EXPOSICIÓN DE MOTIVOS / JOSUÉ SÁNCHEZ NIETO
El derecho de acceso a la información es, sin duda, uno de los pilares de cualquier sistema
democrático; la transparencia no solo permite vigilar al poder, sino que fortalece la confianza
ciudadana y mejora la toma de decisiones públicas.
Así, en materia de transparencia y acceso a la información tenemos que la línea entre ejercer
una facultad legítima y convertirla en simulación es extremadamente delgada.
Y tal parece que por lo menos en el Congreso de Tamaulipas, esa línea ya ha desaparecido con
una práctica cada vez más recurrente: la presentación de iniciativas cuyo único objeto es
solicitar de información a diestra y siniestra.
Un análisis realizado al trabajo de la presente Legislatura local arrojó un dato muy revelador: al
menos 57 iniciativas han sido presentadas con el único y ambiguo propósito de “pedir
información” sobre temas que fácilmente pueden ser considerados como “extremadamente
random”.
Me refiero, por ejemplo, a preguntar cuántas obras públicas se han realizado con recursos
estatales, cuántos cocodrilos hay en la zona sur del Estado, hasta cuáles han sido las
afectaciones que enfrentaron los productores tamaulipecos durante el periodo neoliberal del
campo mexicano; pasando por cuestiones tan disparatadas como preguntarle a la Secretaría
de Seguridad Pública del Estado que está haciendo para prevenir el robo de cableado eléctrico,
como si no hubiera temas más importantes en que enfocarse.
A todo esto, la pregunta obligada es: ¿para qué?

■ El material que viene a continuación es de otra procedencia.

//! Domain layer for the housing search workspace.
//!
//! This crate provides:
//! - Aggregate and DomainEvent traits for state-persisted aggregates
//! - Command trait and CommandHandler for the load, mutate, save cycle
//! - Money and the housing search value objects
//! - The HousingSearch aggregate with its stage machine

pub mod aggregate;
pub mod command;
pub mod config;
pub mod error;
pub mod housing_search;
pub mod money;

pub use aggregate::{Aggregate, DomainEvent};
pub use command::{Command, CommandHandler, CommandResult, DEFAULT_MAX_CONFLICT_RETRIES};
pub use config::ServiceConfig;
pub use error::DomainError;
pub use housing_search::{
    ApplicantId, Contract, DeactivateSearch, ErrorKind, FailedContractAttempt,
    FailedContractHistory, HousingPreferences, HousingPreferencesBuilder, HousingSearch,
    HousingSearchError, HousingSearchEvent, HousingSearchService, MarkContractFellThrough,
    MoveTimeline, MovedInStatus, OpenHousingSearch, PauseSearch, PropertyId, PutUnderContract,
    ReactivateSearch, RecordClosing, RecordMovedIn, RejectSearch, RequiredStages, ResumeSearch,
    SearchNumberGenerator, SetMovedInStatus, ShulId, ShulProximityPreference, Stage, StageKind,
    StageTransition, StartHouseHunting, UpdateHousingPreferences, UpdateNotes,
};
pub use money::{Money, MoneyError};
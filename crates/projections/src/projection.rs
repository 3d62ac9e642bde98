//! Core projection trait and position tracking.

use async_trait::async_trait;
use store::EventEnvelope;

use crate::Result;

/// The outbox sequence of the last event a projection has applied.
///
/// Outbox delivery is at-least-once, so a projection may see an event twice;
/// anything at or below the position has already been applied.
#[derive(Debug, Clone, Copy, Default, PartialEq, Eq, PartialOrd, Ord)]
pub struct ProjectionPosition {
    pub last_sequence: u64,
}

impl ProjectionPosition {
    /// Creates a new position at zero.
    pub fn zero() -> Self {
        Self { last_sequence: 0 }
    }

    /// Returns true if the event at `sequence` was already applied.
    pub fn has_seen(&self, sequence: u64) -> bool {
        sequence <= self.last_sequence
    }

    /// Moves the position forward. Never moves backwards.
    pub fn advance_to(&self, sequence: u64) -> Self {
        Self {
            last_sequence: self.last_sequence.max(sequence),
        }
    }
}

impl std::fmt::Display for ProjectionPosition {
    fn fmt(&self, f: &mut std::fmt::Formatter<'_>) -> std::fmt::Result {
        write!(f, "position({})", self.last_sequence)
    }
}

/// A projection that processes events and updates a read model.
///
/// Projections are the mechanism by which events are transformed into
/// denormalized read models optimized for queries.
#[async_trait]
pub trait Projection: Send + Sync {
    /// Returns the name of this projection.
    fn name(&self) -> &'static str;

    /// Handles a single event, updating the projection's read model and
    /// advancing its position to the event's sequence.
    async fn handle(&self, event: &EventEnvelope) -> Result<()>;

    /// Returns the current position of this projection.
    async fn position(&self) -> ProjectionPosition;

    /// Resets the projection to its initial state.
    async fn reset(&self) -> Result<()>;
}
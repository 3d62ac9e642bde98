//! Tracing and metrics setup for the relay binary.

use metrics_exporter_prometheus::PrometheusBuilder;
use tracing_subscriber::EnvFilter;
use tracing_subscriber::layer::SubscriberExt;
use tracing_subscriber::util::SubscriberInitExt;

use crate::config::{Config, LogFormat};
use crate::error::RelayError;

/// Installs the global tracing subscriber.
///
/// `config.log_level` takes `RUST_LOG` syntax; a directive that does not
/// parse is a configuration error.
pub fn init_tracing(config: &Config) -> Result<(), RelayError> {
    let filter = log_filter(config)?;
    let registry = tracing_subscriber::registry().with(filter);

    let result = match config.log_format {
        LogFormat::Pretty => registry.with(tracing_subscriber::fmt::layer()).try_init(),
        LogFormat::Json => registry
            .with(tracing_subscriber::fmt::layer().json())
            .try_init(),
    };

    result.map_err(|e| RelayError::Telemetry(e.to_string()))
}

fn log_filter(config: &Config) -> Result<EnvFilter, RelayError> {
    EnvFilter::try_new(&config.log_level).map_err(|_| RelayError::InvalidConfig {
        name: "RUST_LOG",
        value: config.log_level.clone(),
    })
}

/// Installs the Prometheus recorder when a listen address is configured.
///
/// Must run inside a Tokio runtime.
pub fn init_metrics(config: &Config) -> Result<(), RelayError> {
    let Some(addr) = config.metrics_addr else {
        tracing::debug!("metrics export disabled");
        return Ok(());
    };

    PrometheusBuilder::new().with_http_listener(addr).install()?;
    tracing::info!(%addr, "serving Prometheus metrics");
    Ok(())
}

#[cfg(test)]
mod tests {
    use super::*;

    #[test]
    fn test_valid_filters_parse() {
        for level in ["info", "debug,store=trace", "relay=warn"] {
            let config = Config {
                log_level: level.to_string(),
                ..Config::default()
            };
            assert!(log_filter(&config).is_ok(), "{level}");
        }
    }

    #[test]
    fn test_unparseable_filter_fails_startup() {
        let config = Config {
            log_level: "relay=loudest".to_string(),
            ..Config::default()
        };

        let err = init_tracing(&config).unwrap_err();
        assert!(matches!(
            err,
            RelayError::InvalidConfig {
                name: "RUST_LOG",
                ref value,
            } if value == "relay=loudest"
        ));
    }
}
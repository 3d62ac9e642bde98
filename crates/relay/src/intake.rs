//! Newline-delimited JSON command feed for the running service.
//!
//! Each non-blank line is one command, tagged by `command`:
//!
//! ```text
//! {"command":"open","applicant_id":"…","by":"intake"}
//! {"command":"put_under_contract","search_id":"…","property_id":"…","price":{"cents":45000000,"currency":"USD"},"by":"coordinator"}
//! ```
//!
//! Lines starting with `#` are skipped. A malformed or refused command is
//! logged and counted; it does not stop the feed.

use chrono::{DateTime, Utc};
use common::{Actor, AggregateId};
use domain::{
    Aggregate, ApplicantId, CommandResult, DeactivateSearch, DomainError, HousingPreferences,
    HousingSearch, HousingSearchService, MarkContractFellThrough, Money, MoveTimeline,
    MovedInStatus, OpenHousingSearch, PauseSearch, PropertyId, PutUnderContract,
    ReactivateSearch, RecordClosing, RecordMovedIn, RejectSearch, ResumeSearch, SetMovedInStatus,
    ShulProximityPreference, StartHouseHunting, UpdateHousingPreferences, UpdateNotes,
};
use serde::Deserialize;
use store::AggregateStore;
use tokio::io::{AsyncBufRead, AsyncBufReadExt};

use crate::error::RelayError;

/// Criteria as they arrive on the wire; validated through the builder.
#[derive(Debug, Clone, Default, Deserialize)]
#[serde(default)]
pub struct PreferencesInput {
    pub budget: Option<Money>,
    pub min_bedrooms: Option<u32>,
    pub min_bathrooms: Option<f64>,
    pub required_features: Vec<String>,
    pub max_walking_distance_miles: Option<f64>,
    pub move_timeline: Option<MoveTimeline>,
}

impl PreferencesInput {
    fn build(self) -> Result<HousingPreferences, DomainError> {
        let mut builder = HousingPreferences::builder().required_features(self.required_features);
        if let Some(budget) = self.budget {
            builder = builder.budget(budget);
        }
        if let Some(bedrooms) = self.min_bedrooms {
            builder = builder.min_bedrooms(bedrooms);
        }
        if let Some(bathrooms) = self.min_bathrooms {
            builder = builder.min_bathrooms(bathrooms);
        }
        if let Some(miles) = self.max_walking_distance_miles {
            builder = builder.shul_proximity(ShulProximityPreference::with_max_distance(miles)?);
        }
        if let Some(timeline) = self.move_timeline {
            builder = builder.move_timeline(timeline);
        }
        Ok(builder.build()?)
    }
}

/// One line of the feed.
#[derive(Debug, Clone, Deserialize)]
#[serde(tag = "command", rename_all = "snake_case")]
pub enum IntakeCommand {
    Open {
        applicant_id: ApplicantId,
        search_id: Option<AggregateId>,
        search_number: Option<String>,
        by: Actor,
    },
    StartHouseHunting {
        search_id: AggregateId,
        by: Actor,
    },
    Reject {
        search_id: AggregateId,
        reason: String,
        by: Actor,
    },
    PutUnderContract {
        search_id: AggregateId,
        property_id: PropertyId,
        price: Money,
        expected_closing_date: Option<DateTime<Utc>>,
        by: Actor,
    },
    Pause {
        search_id: AggregateId,
        reason: String,
        by: Actor,
    },
    Resume {
        search_id: AggregateId,
        by: Actor,
    },
    ContractFellThrough {
        search_id: AggregateId,
        reason: Option<String>,
        by: Actor,
    },
    RecordClosing {
        search_id: AggregateId,
        actual_closing_date: DateTime<Utc>,
        by: Actor,
    },
    RecordMovedIn {
        search_id: AggregateId,
        moved_in_date: DateTime<Utc>,
        by: Actor,
    },
    UpdatePreferences {
        search_id: AggregateId,
        preferences: PreferencesInput,
        by: Actor,
    },
    SetMovedInStatus {
        search_id: AggregateId,
        status: MovedInStatus,
        moved_in_date: Option<DateTime<Utc>>,
        by: Actor,
    },
    UpdateNotes {
        search_id: AggregateId,
        notes: String,
        by: Actor,
    },
    Deactivate {
        search_id: AggregateId,
        by: Actor,
    },
    Reactivate {
        search_id: AggregateId,
        by: Actor,
    },
}

impl IntakeCommand {
    /// Runs the command against the service.
    pub async fn dispatch<S: AggregateStore>(
        self,
        service: &HousingSearchService<S>,
    ) -> Result<CommandResult<HousingSearch>, DomainError> {
        match self {
            IntakeCommand::Open {
                applicant_id,
                search_id,
                search_number,
                by,
            } => {
                let mut cmd = OpenHousingSearch::for_applicant(applicant_id, by);
                if let Some(id) = search_id {
                    cmd.search_id = id;
                }
                if let Some(number) = search_number {
                    cmd = cmd.with_search_number(number);
                }
                service.open_search(cmd).await
            }
            IntakeCommand::StartHouseHunting { search_id, by } => {
                service
                    .start_house_hunting(StartHouseHunting::new(search_id, by))
                    .await
            }
            IntakeCommand::Reject {
                search_id,
                reason,
                by,
            } => service.reject(RejectSearch::new(search_id, reason, by)).await,
            IntakeCommand::PutUnderContract {
                search_id,
                property_id,
                price,
                expected_closing_date,
                by,
            } => {
                let mut cmd = PutUnderContract::new(search_id, property_id, price, by);
                if let Some(date) = expected_closing_date {
                    cmd = cmd.closing_on(date);
                }
                service.put_under_contract(cmd).await
            }
            IntakeCommand::Pause {
                search_id,
                reason,
                by,
            } => service.pause(PauseSearch::new(search_id, reason, by)).await,
            IntakeCommand::Resume { search_id, by } => {
                service.resume(ResumeSearch::new(search_id, by)).await
            }
            IntakeCommand::ContractFellThrough {
                search_id,
                reason,
                by,
            } => {
                service
                    .contract_fell_through(MarkContractFellThrough::new(search_id, reason, by))
                    .await
            }
            IntakeCommand::RecordClosing {
                search_id,
                actual_closing_date,
                by,
            } => {
                service
                    .record_closing(RecordClosing::new(search_id, actual_closing_date, by))
                    .await
            }
            IntakeCommand::RecordMovedIn {
                search_id,
                moved_in_date,
                by,
            } => {
                service
                    .record_moved_in(RecordMovedIn::new(search_id, moved_in_date, by))
                    .await
            }
            IntakeCommand::UpdatePreferences {
                search_id,
                preferences,
                by,
            } => {
                let preferences = preferences.build()?;
                service
                    .update_housing_preferences(UpdateHousingPreferences::new(
                        search_id,
                        preferences,
                        by,
                    ))
                    .await
            }
            IntakeCommand::SetMovedInStatus {
                search_id,
                status,
                moved_in_date,
                by,
            } => {
                service
                    .set_moved_in_status(SetMovedInStatus::new(
                        search_id,
                        status,
                        moved_in_date,
                        by,
                    ))
                    .await
            }
            IntakeCommand::UpdateNotes {
                search_id,
                notes,
                by,
            } => {
                service
                    .update_notes(UpdateNotes::new(search_id, notes, by))
                    .await
            }
            IntakeCommand::Deactivate { search_id, by } => {
                service.deactivate(DeactivateSearch::new(search_id, by)).await
            }
            IntakeCommand::Reactivate { search_id, by } => {
                service.reactivate(ReactivateSearch::new(search_id, by)).await
            }
        }
    }
}

/// Counts of what a feed run did.
#[derive(Debug, Clone, Copy, Default, PartialEq, Eq)]
pub struct IntakeSummary {
    pub applied: usize,
    pub malformed: usize,
    pub refused: usize,
}

/// Reads commands from `reader` until end of input.
///
/// Only an I/O failure on the reader ends the run with an error.
pub async fn run_intake<R, S>(
    reader: R,
    service: &HousingSearchService<S>,
) -> Result<IntakeSummary, RelayError>
where
    R: AsyncBufRead + Unpin,
    S: AggregateStore,
{
    let mut lines = reader.lines();
    let mut summary = IntakeSummary::default();
    let mut line_number = 0usize;

    while let Some(line) = lines.next_line().await? {
        line_number += 1;
        let line = line.trim();
        if line.is_empty() || line.starts_with('#') {
            continue;
        }

        let command: IntakeCommand = match serde_json::from_str(line) {
            Ok(command) => command,
            Err(error) => {
                tracing::warn!(line = line_number, %error, "malformed intake command");
                summary.malformed += 1;
                continue;
            }
        };

        match command.dispatch(service).await {
            Ok(result) => {
                tracing::debug!(
                    line = line_number,
                    search_id = %result.aggregate.id(),
                    version = %result.new_version,
                    "intake command applied"
                );
                summary.applied += 1;
            }
            Err(error) => {
                tracing::warn!(line = line_number, %error, "intake command refused");
                summary.refused += 1;
            }
        }
    }

    tracing::info!(
        applied = summary.applied,
        malformed = summary.malformed,
        refused = summary.refused,
        "intake feed closed"
    );
    Ok(summary)
}
//! Command handling infrastructure.

use std::marker::PhantomData;

use common::AggregateId;
use store::{AggregateRecord, AggregateStore, EventEnvelope, SaveOptions, Version};

use crate::aggregate::{Aggregate, DomainEvent};
use crate::error::DomainError;

/// Default number of reload-and-retry rounds after a concurrency conflict.
pub const DEFAULT_MAX_CONFLICT_RETRIES: u32 = 3;

/// Result of command execution.
#[derive(Debug)]
pub struct CommandResult<A: Aggregate> {
    /// The aggregate after the command, at `new_version`.
    pub aggregate: A,

    /// The events that were raised and committed, oldest first.
    pub events: Vec<A::Event>,

    /// The stored version of the aggregate after the command.
    pub new_version: Version,
}

/// Trait for commands that can be executed against an aggregate.
///
/// Commands represent an intention to perform an action. They may be rejected
/// if the aggregate's current state doesn't allow the action.
pub trait Command: Send + Sync {
    /// The type of aggregate this command targets.
    type Aggregate: Aggregate;

    /// Returns the ID of the aggregate this command targets.
    fn aggregate_id(&self) -> AggregateId;

    /// Short name used for metrics labels and spans.
    fn name(&self) -> &'static str;
}

/// Handler for executing commands against aggregates.
///
/// The handler is responsible for:
/// 1. Loading the aggregate record from the store
/// 2. Running the command against the aggregate
/// 3. Saving the new state and the raised events in one commit
/// 4. Draining the events only once the commit succeeded
///
/// A commit that loses a version race is retried from a fresh load, up to
/// `max_conflict_retries` times.
pub struct CommandHandler<S, A>
where
    S: AggregateStore,
    A: Aggregate,
{
    store: S,
    max_conflict_retries: u32,
    _phantom: PhantomData<A>,
}

impl<S, A> CommandHandler<S, A>
where
    S: AggregateStore,
    A: Aggregate,
{
    /// Creates a new command handler with the given store.
    pub fn new(store: S) -> Self {
        Self {
            store,
            max_conflict_retries: DEFAULT_MAX_CONFLICT_RETRIES,
            _phantom: PhantomData,
        }
    }

    pub fn with_max_conflict_retries(mut self, retries: u32) -> Self {
        self.max_conflict_retries = retries;
        self
    }

    /// Returns a reference to the underlying store.
    pub fn store(&self) -> &S {
        &self.store
    }

    pub fn max_conflict_retries(&self) -> u32 {
        self.max_conflict_retries
    }

    /// Loads an aggregate, returning None if it doesn't exist.
    pub async fn load(&self, aggregate_id: AggregateId) -> Result<Option<A>, DomainError> {
        match self.store.load(aggregate_id).await? {
            Some(record) => Ok(Some(Self::restore(&record)?)),
            None => Ok(None),
        }
    }

    /// Loads an aggregate that must exist.
    pub async fn load_existing(&self, aggregate_id: AggregateId) -> Result<A, DomainError> {
        self.load(aggregate_id)
            .await?
            .ok_or_else(|| DomainError::AggregateNotFound {
                aggregate_type: A::aggregate_type(),
                aggregate_id: aggregate_id.to_string(),
            })
    }

    /// Finds an aggregate by its unique business key.
    pub async fn find_by_key(&self, key: &str) -> Result<Option<A>, DomainError> {
        match self.store.find_by_key(A::aggregate_type(), key).await? {
            Some(record) => Ok(Some(Self::restore(&record)?)),
            None => Ok(None),
        }
    }

    /// Saves a freshly created aggregate together with its creation events.
    pub async fn create(&self, aggregate: A) -> Result<CommandResult<A>, DomainError> {
        self.commit(aggregate, Version::initial()).await
    }

    /// Executes a command and persists the resulting events.
    ///
    /// The command function mutates the loaded aggregate and may be called
    /// more than once when a concurrent writer wins the race. If it raises no
    /// events nothing is saved.
    pub async fn execute<F>(
        &self,
        aggregate_id: AggregateId,
        command_fn: F,
    ) -> Result<CommandResult<A>, DomainError>
    where
        F: Fn(&mut A) -> Result<(), A::Error>,
        DomainError: From<A::Error>,
    {
        let mut attempt = 0;
        loop {
            let mut aggregate = self.load_existing(aggregate_id).await?;
            let loaded_version = aggregate.version();

            command_fn(&mut aggregate)?;

            if aggregate.pending_events().is_empty() {
                return Ok(CommandResult {
                    aggregate,
                    events: vec![],
                    new_version: loaded_version,
                });
            }

            match self.commit(aggregate, loaded_version).await {
                Err(err) if err.is_conflict() && attempt < self.max_conflict_retries => {
                    attempt += 1;
                    metrics::counter!("housing_search_conflicts_total").increment(1);
                    tracing::warn!(%aggregate_id, attempt, "concurrency conflict, retrying");
                }
                result => return result,
            }
        }
    }

    async fn commit(
        &self,
        mut aggregate: A,
        expected_version: Version,
    ) -> Result<CommandResult<A>, DomainError> {
        let aggregate_id = aggregate.id();
        let envelopes = Self::build_envelopes(aggregate_id, aggregate.pending_events())?;

        let mut record = AggregateRecord::from_state(aggregate_id, A::aggregate_type(), &aggregate)?;
        if let Some(key) = aggregate.unique_key() {
            record = record.with_unique_key(key);
        }

        let new_version = self
            .store
            .save(record, envelopes, SaveOptions::expect_version(expected_version))
            .await?;

        let events = aggregate.take_events();
        aggregate.set_version(new_version);

        Ok(CommandResult {
            aggregate,
            events,
            new_version,
        })
    }

    /// Builds event envelopes from pending domain events.
    fn build_envelopes(
        aggregate_id: AggregateId,
        events: &[A::Event],
    ) -> Result<Vec<EventEnvelope>, DomainError> {
        let mut envelopes = Vec::with_capacity(events.len());
        for event in events {
            let envelope = EventEnvelope::builder()
                .aggregate_id(aggregate_id)
                .aggregate_type(A::aggregate_type())
                .event_type(event.event_type())
                .timestamp(event.occurred_at())
                .metadata("actor", serde_json::json!(event.actor().as_str()))
                .payload(event)?
                .build()?;
            envelopes.push(envelope);
        }
        Ok(envelopes)
    }

    fn restore(record: &AggregateRecord) -> Result<A, DomainError> {
        let mut aggregate: A = record.decode()?;
        aggregate.set_version(record.version);
        Ok(aggregate)
    }
}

En primer lugar, habría que comentarles a los diputados Francisco Adrián Cruz Martínez,
Francisca Castro Armenta e Ismael García Cabeza de Vaca que ya existen mecanismos
institucionales para acceder a muchos de estos y otros datos públicos.
Que inclusive, cuando se trata de solicitudes formales a dependencias, estas pueden realizarse
mediante canales administrativos sin necesidad de revestirlas de “iniciativas” que saturan
innecesariamente el trabajo en comisiones.
Sin embargo, es evidente que el problema va más allá del procedimiento. Han confundido la
fiscalización con la mera “curiosidad administrativa” o, de plano, con la intención de simular que
atienden una problemática solo con llevar el tema a Tribuna —algunos nada más a
correspondencia —.
Aun y concediendo que la información solicitada sea relevante, lo cierto es que el Congreso
Local tiene capacidades limitadas para incidir directamente en muchos de los temas sobre los
que preguntan.
¿O es que acaso tendrán la intención y la capacidad de asignar presupuesto de manera
discrecional para atender estas problemáticas? Si no es así, entonces, ¿qué hacen con esa
información una vez obtenida?
La respuesta es muy simple: por lo regular, nada.
Ahí es donde estas iniciativas dejan de ser verdaderas herramientas de transparencia y se
convierten en ejercicios de mera retórica. Generan actividad legislativa en el papel, engrosan
estadísticas y alimentan informes de “productividad”, pero no se traducen en soluciones
concretas.
Por ello, resulta lamentable que algunos legisladores hayan hecho de este recurso una
constante, repitiendo el mismo esquema una y otra vez, y otra vez; situación que solo desgasta
la función legislativa y que, además, trivializa una herramienta que, bien utilizada, pudiera ser
muy valiosa para llamar a cuentas al titular del Ejecutivo.
Tal parece que nuestros legisladores no han entendido que sí, la transparencia es
indispensable, pero cuando se usa como pretexto para simular trabajo, deja de ser virtud y se
convierte en coartada… Y en política, las coartadas suelen ser el síntoma más claro de la falta
de resultados.
En fin, espero que las y los diputados tamaulipecos pronto conozcan y aprendan a usar la
Plataforma Nacional de Transparencia, a ver si eso les ahorra un poco el tiempo para que se
concentren en las cuestiones verdaderamente importantes.